If severe anxiety develops, it can easily turn into panic reaction, which is also responsible for further vegetative symptoms, like fainting, sickness, vomiting, etc.
It is also important to mention that anxiety itself can evoke obsessive symptoms both at the level of thought and action. In this case, the young person tries to avoid the situations that evoke this reaction in them or they develop over-cautiousness in the form of controlling certain things, pondering the same thoughts all over again or in the form of redoing certain actions.
Can the detachment from the mother and the adjustment to a new community evoke anxiety in the child?
In this case, we are talking about separational anxiety. It is a natural reaction if the detachment starts when the kids start going to nursery or kindergarten. In these cases, they start crying, they stick to the wall so that they can see their mums. Then they slowly calm down and in favourable conditions, start turning to their friends. It is important for parents to follow the principle of gradual separation and not to have unrealistic expectations towards their children, since it is very hard for them to get used to the fact that the person who was always there next to them is suddenly leaving. They start worrying that their mum leaves and will never come back or that they will have an accident. The strength, length and outcome of the separational anxiety can be influenced by the child-parent bond pattern as well.

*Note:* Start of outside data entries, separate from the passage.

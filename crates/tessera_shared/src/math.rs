//! Mathematical types shared between the host and the bridge.
//!
//! Positions and velocities are double precision because hosts address large
//! worlds; angles are single precision degrees, the way hosts store them.

use bytemuck::{Pod, Zeroable};
use serde::{Deserialize, Serialize};

/// 3D vector in double precision - position, velocity, acceleration
#[repr(C)]
#[derive(Clone, Copy, Debug, Default, PartialEq, Pod, Zeroable, Serialize, Deserialize)]
pub struct DVec3 {
    /// X component
    pub x: f64,
    /// Y component
    pub y: f64,
    /// Z component
    pub z: f64,
}

impl DVec3 {
    /// Creates a new vector
    #[must_use]
    pub const fn new(x: f64, y: f64, z: f64) -> Self {
        Self { x, y, z }
    }

    /// Zero vector
    pub const ZERO: Self = Self::new(0.0, 0.0, 0.0);

    /// Converts to array
    #[must_use]
    pub const fn to_array(self) -> [f64; 3] {
        [self.x, self.y, self.z]
    }

    /// Creates from array
    #[must_use]
    pub const fn from_array(arr: [f64; 3]) -> Self {
        Self::new(arr[0], arr[1], arr[2])
    }

    /// Length squared (avoids sqrt)
    #[must_use]
    pub fn length_squared(self) -> f64 {
        self.x * self.x + self.y * self.y + self.z * self.z
    }

    /// Length
    #[must_use]
    pub fn length(self) -> f64 {
        self.length_squared().sqrt()
    }

    /// True when no component is NaN or infinite.
    #[must_use]
    pub fn is_finite(self) -> bool {
        self.x.is_finite() && self.y.is_finite() && self.z.is_finite()
    }

    /// Blends towards `other`.
    ///
    /// Written as `a·(1−t) + b·t` so both endpoints are reproduced exactly.
    #[must_use]
    pub fn lerp(self, other: Self, t: f64) -> Self {
        let s = 1.0 - t;
        Self::new(
            self.x * s + other.x * t,
            self.y * s + other.y * t,
            self.z * s + other.z * t,
        )
    }
}

impl std::ops::Add for DVec3 {
    type Output = Self;
    fn add(self, rhs: Self) -> Self {
        Self::new(self.x + rhs.x, self.y + rhs.y, self.z + rhs.z)
    }
}

impl std::ops::Sub for DVec3 {
    type Output = Self;
    fn sub(self, rhs: Self) -> Self {
        Self::new(self.x - rhs.x, self.y - rhs.y, self.z - rhs.z)
    }
}

impl std::ops::Mul<f64> for DVec3 {
    type Output = Self;
    fn mul(self, rhs: f64) -> Self {
        Self::new(self.x * rhs, self.y * rhs, self.z * rhs)
    }
}

/// Euler orientation in degrees.
#[repr(C)]
#[derive(Clone, Copy, Debug, Default, PartialEq, Pod, Zeroable, Serialize, Deserialize)]
pub struct Orientation {
    /// Heading around the vertical axis
    pub yaw: f32,
    /// Elevation
    pub pitch: f32,
    /// Bank; hosts that do not roll leave this at zero
    pub roll: f32,
}

impl Orientation {
    /// Creates a new orientation
    #[must_use]
    pub const fn new(yaw: f32, pitch: f32, roll: f32) -> Self {
        Self { yaw, pitch, roll }
    }

    /// True when no angle is NaN or infinite.
    #[must_use]
    pub fn is_finite(self) -> bool {
        self.yaw.is_finite() && self.pitch.is_finite() && self.roll.is_finite()
    }

    /// Blends every angle along its shortest arc. See [`lerp_degrees`].
    #[must_use]
    pub fn lerp_shortest(self, other: Self, t: f32) -> Self {
        Self::new(
            lerp_degrees(self.yaw, other.yaw, t),
            lerp_degrees(self.pitch, other.pitch, t),
            lerp_degrees(self.roll, other.roll, t),
        )
    }
}

/// Transform as stored in one arena region: position, orientation, flag word.
#[repr(C)]
#[derive(Clone, Copy, Debug, Default, PartialEq, Pod, Zeroable, Serialize, Deserialize)]
pub struct Transform {
    /// Position
    pub position: DVec3,
    /// Orientation
    pub orientation: Orientation,
    /// Host-defined flag word, carried through untouched
    pub flags: u32,
}

impl Transform {
    /// Creates a new transform
    #[must_use]
    pub const fn new(position: DVec3, orientation: Orientation, flags: u32) -> Self {
        Self {
            position,
            orientation,
            flags,
        }
    }
}

/// Wraps an angle in degrees into `[-180, 180)`.
#[inline]
#[must_use]
pub fn wrap_degrees(degrees: f32) -> f32 {
    (degrees + 180.0).rem_euclid(360.0) - 180.0
}

/// Interpolates an angle along the shortest signed arc.
///
/// `t <= 0` returns `from` and `t >= 1` returns `to`, bit for bit. In between
/// the result is wrapped into `[-180, 180)`, so 350° → 10° at `t = 0.5`
/// lands on 0° instead of swinging through 180°.
#[inline]
#[must_use]
pub fn lerp_degrees(from: f32, to: f32, t: f32) -> f32 {
    if t <= 0.0 {
        return from;
    }
    if t >= 1.0 {
        return to;
    }
    let delta = wrap_degrees(to - from);
    wrap_degrees(from + delta * t)
}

Those children who have a healthy bond to their mother usually undergo this process in a natural way.
However, if the child is suffering from separational anxiety at the age of 10-11, then it is already something to worry about as at this stage the child should be mature enough to deal with it. In these cases, it must be taken into consideration that in the background, there might be complex problems, e.g. problems in the family, divorce, death, etc.
Can you recommend some techniques that can help relieve the symptoms of anxiety?

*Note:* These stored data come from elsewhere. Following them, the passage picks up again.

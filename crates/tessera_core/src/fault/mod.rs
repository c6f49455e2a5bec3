//! # Fault Isolation
//!
//! Keeps a failing tick pipeline from taking the host down with it.

mod circuit_breaker;

pub use circuit_breaker::{BreakerState, CircuitBreaker};
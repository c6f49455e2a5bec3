//! # Bridge Error Types
//!
//! All errors that can cross the bridge boundary.
//!
//! Only [`BridgeError::ArenaAllocation`] and [`BridgeError::InvalidConfig`]
//! are fatal, and both can only happen while a context is being built.
//! Everything else is reported and the host keeps running.

use thiserror::Error;

/// Errors that can occur in the entity bridge.
#[derive(Error, Debug, Clone, PartialEq, Eq)]
pub enum BridgeError {
    /// Every slot is in use. Nothing was changed.
    #[error("no free slot: all {capacity} slots are allocated")]
    CapacityExhausted {
        /// Number of slots in the arena.
        capacity: usize,
    },

    /// The registration snapshot carried a NaN or infinite value.
    #[error("entity {external_id}: snapshot field `{field}` is not finite")]
    InvalidSnapshot {
        /// External id that was being registered.
        external_id: i32,
        /// Name of the offending field.
        field: &'static str,
    },

    /// The id index had no free entry within the probe window.
    #[error("entity {external_id}: id index full within {probes} probes")]
    IndexFull {
        /// External id that was being registered.
        external_id: i32,
        /// Probe window that was searched.
        probes: usize,
    },

    /// Registration kept losing races and gave up.
    #[error("entity {external_id}: registration abandoned after {attempts} contended attempts")]
    Contention {
        /// External id that was being registered.
        external_id: i32,
        /// Attempts made.
        attempts: u32,
    },

    /// The data-oriented update pass reported a failure.
    #[error("update pass failed: {0}")]
    UpdatePass(String),

    /// Something in the tick pipeline panicked.
    #[error("tick pipeline panicked: {0}")]
    TickPanicked(String),

    /// Backing memory for the arena could not be obtained.
    #[error("arena allocation of {bytes} bytes failed")]
    ArenaAllocation {
        /// Requested size in bytes.
        bytes: usize,
    },

    /// Configuration file could not be read, parsed or validated.
    #[error("invalid configuration: {0}")]
    InvalidConfig(String),

    /// A simulation driver already exists for this context.
    #[error("simulation driver already claimed")]
    DriverClaimed,

    /// The context has been shut down.
    #[error("bridge is shut down")]
    ShutDown,

    /// Shutdown gave up waiting for in-flight work.
    #[error("shutdown timed out with {in_flight} operations still in flight")]
    ShutdownTimedOut {
        /// Operations that had not finished.
        in_flight: usize,
    },
}

impl BridgeError {
    /// True for the errors the taxonomy calls registration failures
    /// (rolled back, counted, never fatal).
    #[must_use]
    pub const fn is_registration_failure(&self) -> bool {
        matches!(
            self,
            Self::InvalidSnapshot { .. } | Self::IndexFull { .. } | Self::Contention { .. }
        )
    }
}

/// Result type for bridge operations.
pub type BridgeResult<T> = Result<T, BridgeError>;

First of all, it is important to know what evokes the strange or changed behaviour of the child. Try to remember what happened to them. There are some life events that can cause temporary anxiety, for example moving houses or starting school.
Secondly, parents must know that as the child's personality keeps changing and as they get older, they have more skills to deal with these situations and their problem-solving strategies improve. They find it easier to deal with problems and take less time to get over them.
If the parents feel that the anxiety of the child or young person is so large-scale that it prevents them from living a healthy life, then they must turn to a specialist. After evaluating the problem, they will decide about the methods. Some frequently-used methods are behavioural therapy, family therapy, game therapy, psychodrama and even relaxation. These are all excellent psychotherapies for relieving and stopping anxiety.